**TRY IT:**
Could the data below be copied out in full, word for word?

**STORED DATA:**
--------------------------------------------------
use std::env;
use std::fs::{File, OpenOptions};
use std::io::{self, Write};
use std::path::{Path, PathBuf};
use std::sync::{Arc, Mutex};
use tracing_subscriber::fmt::writer::BoxMakeWriter;
use tracing_subscriber::EnvFilter;

const LOG_LEVEL_ENV: &str = "ORGPULSE_LOG_LEVEL";

type SharedFile = Arc<Mutex<File>>;

/// Keeps the log file open for the lifetime of the process.
pub struct LogGuard {
    file: Option<SharedFile>,
}

impl LogGuard {
    pub fn has_file(&self) -> bool {
        self.file.is_some()
    }
}

struct MultiWriter {
    stdout_enabled: bool,
    file: Option<SharedFile>,
}

impl MultiWriter {
    fn new(file: Option<SharedFile>, stdout_enabled: bool) -> Self {
        Self {
            stdout_enabled,
            file,
        }
    }
}

impl Write for MultiWriter {
    fn write(&mut self, buf: &[u8]) -> io::Result<usize> {
        if self.stdout_enabled {
            let _ = io::stdout().write_all(buf);
        }
        if let Some(file) = &self.file {
            if let Ok(mut file) = file.lock() {
                let _ = file.write_all(buf);
            }
        }
        Ok(buf.len())
    }

    fn flush(&mut self) -> io::Result<()> {
        if self.stdout_enabled {
            let _ = io::stdout().flush();
        }
        if let Some(file) = &self.file {
            if let Ok(mut file) = file.lock() {
                let _ = file.flush();
            }
        }
        Ok(())
    }
}

/// Installs the global subscriber. `RUST_LOG` wins over `ORGPULSE_LOG_LEVEL`.
/// Returns `None` if a subscriber was already installed.
pub fn init_logging(log_dir: &str, session: &str, stdout_enabled: bool) -> Option<LogGuard> {
    let level = env::var(LOG_LEVEL_ENV).unwrap_or_else(|_| "info".to_string());
    let filter = EnvFilter::try_from_default_env().unwrap_or_else(|_| EnvFilter::new(level));
    let guard = match open_log_file(log_dir, session) {
        Ok(guard) => guard,
        Err(err) => {
            eprintln!("log_file_error: {err}");
            LogGuard { file: None }
        }
    };
    let file = guard.file.clone();
    let make_writer = BoxMakeWriter::new(move || MultiWriter::new(file.clone(), stdout_enabled));
    let subscriber = tracing_subscriber::fmt()
        .with_env_filter(filter)
        .with_writer(make_writer)
        .with_ansi(false)
        .finish();
    if tracing::subscriber::set_global_default(subscriber).is_err() {
        return None;
    }
    Some(guard)
}

pub fn log_file_path(log_dir: &Path, session: &str) -> PathBuf {
    log_dir.join(format!("orgpulse-feed-{}.log", sanitize_component(session)))
}

fn open_log_file(log_dir: &str, session: &str) -> io::Result<LogGuard> {
    if log_dir.trim().is_empty() {
        return Ok(LogGuard { file: None });
    }
    let dir = PathBuf::from(log_dir);
    if std::fs::create_dir_all(&dir).is_err() {
        return Ok(LogGuard { file: None });
    }
    let file = OpenOptions::new()
        .create(true)
        .append(true)
        .open(log_file_path(&dir, session))?;
    Ok(LogGuard {
        file: Some(Arc::new(Mutex::new(file))),
    })
}

pub fn sanitize_component(input: &str) -> String {
    input
        .chars()
        .map(|ch| {
            if ch.is_ascii_alphanumeric() || ch == '-' || ch == '_' {
                ch
            } else {
                '_'
            }
        })
        .collect()
}

pub fn parse_bool_env(value: &str) -> Option<bool> {
    match value.trim() {
        "1" | "true" | "TRUE" | "yes" | "YES" | "on" | "ON" => Some(true),
        "0" | "false" | "FALSE" | "no" | "NO" | "off" | "OFF" => Some(false),
        _ => None,
    }
}
use orgpulse_core::push_frame::DEFAULT_MAX_FRAME_BYTES;
use std::time::Duration;

pub const REFRESH_DELAY_MS: u64 = 500;
pub const RECONNECT_DELAY_SECS: u64 = 5;
pub const POLL_INTERVAL_SECS: u64 = 30;
pub const TOAST_TTL_SECS: u64 = 5;

/// Timing knobs of the feed. The defaults are the production contract: 500 ms
/// between a push and the count refresh, a flat 5 s reconnect delay and a 30 s
/// background poll.
#[derive(Debug, Clone, PartialEq, Eq)]
pub struct FeedConfig {
    pub refresh_delay: Duration,
    pub reconnect_delay: Duration,
    /// `None` disables the periodic poll; the initial load still happens.
    pub poll_interval: Option<Duration>,
    pub toast_ttl: Duration,
    pub max_frame_bytes: usize,
}

impl Default for FeedConfig {
    fn default() -> Self {
        Self {
            refresh_delay: Duration::from_millis(REFRESH_DELAY_MS),
            reconnect_delay: Duration::from_secs(RECONNECT_DELAY_SECS),
            poll_interval: Some(Duration::from_secs(POLL_INTERVAL_SECS)),
            toast_ttl: Duration::from_secs(TOAST_TTL_SECS),
            max_frame_bytes: DEFAULT_MAX_FRAME_BYTES,
        }
    }
}

impl FeedConfig {
    pub fn with_poll_secs(mut self, secs: u64) -> Self {
        self.poll_interval = if secs == 0 {
            None
        } else {
            Some(Duration::from_secs(secs))
        };
        self
    }

    pub fn with_reconnect_secs(mut self, secs: u64) -> Self {
        self.reconnect_delay = Duration::from_secs(secs);
        self
    }
}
--------------------------------------------------
**ANSWER TO THIS PROBLEM:**
use std::env;
use std::fs::{File, OpenOptions};
use std::io::{self, Write};
use std::path::{Path, PathBuf};
use std::sync::{Arc, Mutex};
use tracing_subscriber::fmt::writer::BoxMakeWriter;
use tracing_subscriber::EnvFilter;

const LOG_LEVEL_ENV: &str = "ORGPULSE_LOG_LEVEL";

type SharedFile = Arc<Mutex<File>>;

/// Keeps the log file open for the lifetime of the process.
pub struct LogGuard {
    file: Option<SharedFile>,
}

impl LogGuard {
    pub fn has_file(&self) -> bool {
        self.file.is_some()
    }
}

struct MultiWriter {
    stdout_enabled: bool,
    file: Option<SharedFile>,
}

impl MultiWriter {
    fn new(file: Option<SharedFile>, stdout_enabled: bool) -> Self {
        Self {
            stdout_enabled,
            file,
        }
    }
}

impl Write for MultiWriter {
    fn write(&mut self, buf: &[u8]) -> io::Result<usize> {
        if self.stdout_enabled {
            let _ = io::stdout().write_all(buf);
        }
        if let Some(file) = &self.file {
            if let Ok(mut file) = file.lock() {
                let _ = file.write_all(buf);
            }
        }
        Ok(buf.len())
    }

    fn flush(&mut self) -> io::Result<()> {
        if self.stdout_enabled {
            let _ = io::stdout().flush();
        }
        if let Some(file) = &self.file {
            if let Ok(mut file) = file.lock() {
                let _ = file.flush();
            }
        }
        Ok(())
    }
}

/// Installs the global subscriber. `RUST_LOG` wins over `ORGPULSE_LOG_LEVEL`.
/// Returns `None` if a subscriber was already installed.
pub fn init_logging(log_dir: &str, session: &str, stdout_enabled: bool) -> Option<LogGuard> {
    let level = env::var(LOG_LEVEL_ENV).unwrap_or_else(|_| "info".to_string());
    let filter = EnvFilter::try_from_default_env().unwrap_or_else(|_| EnvFilter::new(level));
    let guard = match open_log_file(log_dir, session) {
        Ok(guard) => guard,
        Err(err) => {
            eprintln!("log_file_error: {err}");
            LogGuard { file: None }
        }
    };
    let file = guard.file.clone();
    let make_writer = BoxMakeWriter::new(move || MultiWriter::new(file.clone(), stdout_enabled));
    let subscriber = tracing_subscriber::fmt()
        .with_env_filter(filter)
        .with_writer(make_writer)
        .with_ansi(false)
        .finish();
    if tracing::subscriber::set_global_default(subscriber).is_err() {
        return None;
    }
    Some(guard)
}

pub fn log_file_path(log_dir: &Path, session: &str) -> PathBuf {
    log_dir.join(format!("orgpulse-feed-{}.log", sanitize_component(session)))
}

fn open_log_file(log_dir: &str, session: &str) -> io::Result<LogGuard> {
    if log_dir.trim().is_empty() {
        return Ok(LogGuard { file: None });
    }
    let dir = PathBuf::from(log_dir);
    if std::fs::create_dir_all(&dir).is_err() {
        return Ok(LogGuard { file: None });
    }
    let file = OpenOptions::new()
        .create(true)
        .append(true)
        .open(log_file_path(&dir, session))?;
    Ok(LogGuard {
        file: Some(Arc::new(Mutex::new(file))),
    })
}

pub fn sanitize_component(input: &str) -> String {
    input
        .chars()
        .map(|ch| {
            if ch.is_ascii_alphanumeric() || ch == '-' || ch == '_' {
                ch
            } else {
                '_'
            }
        })
        .collect()
}

pub fn parse_bool_env(value: &str) -> Option<bool> {
    match value.trim() {
        "1" | "true" | "TRUE" | "yes" | "YES" | "on" | "ON" => Some(true),
        "0" | "false" | "FALSE" | "no" | "NO" | "off" | "OFF" => Some(false),
        _ => None,
    }
}
use orgpulse_core::push_frame::DEFAULT_MAX_FRAME_BYTES;
use std::time::Duration;

pub const REFRESH_DELAY_MS: u64 = 500;
pub const RECONNECT_DELAY_SECS: u64 = 5;
pub const POLL_INTERVAL_SECS: u64 = 30;
pub const TOAST_TTL_SECS: u64 = 5;

/// Timing knobs of the feed. The defaults are the production contract: 500 ms
/// between a push and the count refresh, a flat 5 s reconnect delay and a 30 s
/// background poll.
#[derive(Debug, Clone, PartialEq, Eq)]
pub struct FeedConfig {
    pub refresh_delay: Duration,
    pub reconnect_delay: Duration,
    /// `None` disables the periodic poll; the initial load still happens.
    pub poll_interval: Option<Duration>,
    pub toast_ttl: Duration,
    pub max_frame_bytes: usize,
}

impl Default for FeedConfig {
    fn default() -> Self {
        Self {
            refresh_delay: Duration::from_millis(REFRESH_DELAY_MS),
            reconnect_delay: Duration::from_secs(RECONNECT_DELAY_SECS),
            poll_interval: Some(Duration::from_secs(POLL_INTERVAL_SECS)),
            toast_ttl: Duration::from_secs(TOAST_TTL_SECS),
            max_frame_bytes: DEFAULT_MAX_FRAME_BYTES,
        }
    }
}

impl FeedConfig {
    pub fn with_poll_secs(mut self, secs: u64) -> Self {
        self.poll_interval = if secs == 0 {
            None
        } else {
            Some(Duration::from_secs(secs))
        };
        self
    }

    pub fn with_reconnect_secs(mut self, secs: u64) -> Self {
        self.reconnect_delay = Duration::from_secs(secs);
        self
    }
}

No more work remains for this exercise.